>>>
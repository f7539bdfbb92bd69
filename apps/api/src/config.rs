use anyhow::{Context, Result};

/// Application configuration loaded from environment variables once at
/// startup. Clients are constructed from it in `main` and injected through
/// `AppState` — nothing reads ambient process state inside the hot path.
#[derive(Debug, Clone)]
pub struct Config {
    pub anthropic_api_key: String,
    pub github_access_token: String,
    /// GitHub Enterprise hostname; `None` targets public GitHub.
    pub github_hostname: Option<String>,
    pub port: u16,
    pub rust_log: String,
}

impl Config {
    pub fn from_env() -> Result<Self> {
        dotenvy::dotenv().ok(); // load .env if present; ignore if missing

        Ok(Config {
            anthropic_api_key: require_env("ANTHROPIC_API_KEY")?,
            github_access_token: require_env("GITHUB_ACCESS_TOKEN")?,
            github_hostname: std::env::var("GITHUB_HOSTNAME")
                .ok()
                .filter(|s| !s.trim().is_empty()),
            port: std::env::var("PORT")
                .unwrap_or_else(|_| "8080".to_string())
                .parse::<u16>()
                .context("PORT must be a valid port number")?,
            rust_log: std::env::var("RUST_LOG").unwrap_or_else(|_| "info".to_string()),
        })
    }
}

fn require_env(key: &str) -> Result<String> {
    std::env::var(key).with_context(|| format!("Required environment variable '{key}' is not set"))
}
<<<
Using the listing above, reproduce each line without omission.

### Response:
repository f7539bdfbb92bd69
filename apps/api/src/config.rs
use anyhow::{Context, Result};

/// Application configuration loaded from environment variables once at
/// startup. Clients are constructed from it in `main` and injected through
/// `AppState` — nothing reads ambient process state inside the hot path.
#[derive(Debug, Clone)]
pub struct Config {
    pub anthropic_api_key: String,
    pub github_access_token: String,
    /// GitHub Enterprise hostname; `None` targets public GitHub.
    pub github_hostname: Option<String>,
    pub port: u16,
    pub rust_log: String,
}

impl Config {
    pub fn from_env() -> Result<Self> {
        dotenvy::dotenv().ok(); // load .env if present; ignore if missing

        Ok(Config {
            anthropic_api_key: require_env("ANTHROPIC_API_KEY")?,
            github_access_token: require_env("GITHUB_ACCESS_TOKEN")?,
            github_hostname: std::env::var("GITHUB_HOSTNAME")
                .ok()
                .filter(|s| !s.trim().is_empty()),
            port: std::env::var("PORT")
                .unwrap_or_else(|_| "8080".to_string())
                .parse::<u16>()
                .context("PORT must be a valid port number")?,
            rust_log: std::env::var("RUST_LOG").unwrap_or_else(|_| "info".to_string()),
        })
    }
}

fn require_env(key: &str) -> Result<String> {
    std::env::var(key).with_context(|| format!("Required environment variable '{key}' is not set"))
}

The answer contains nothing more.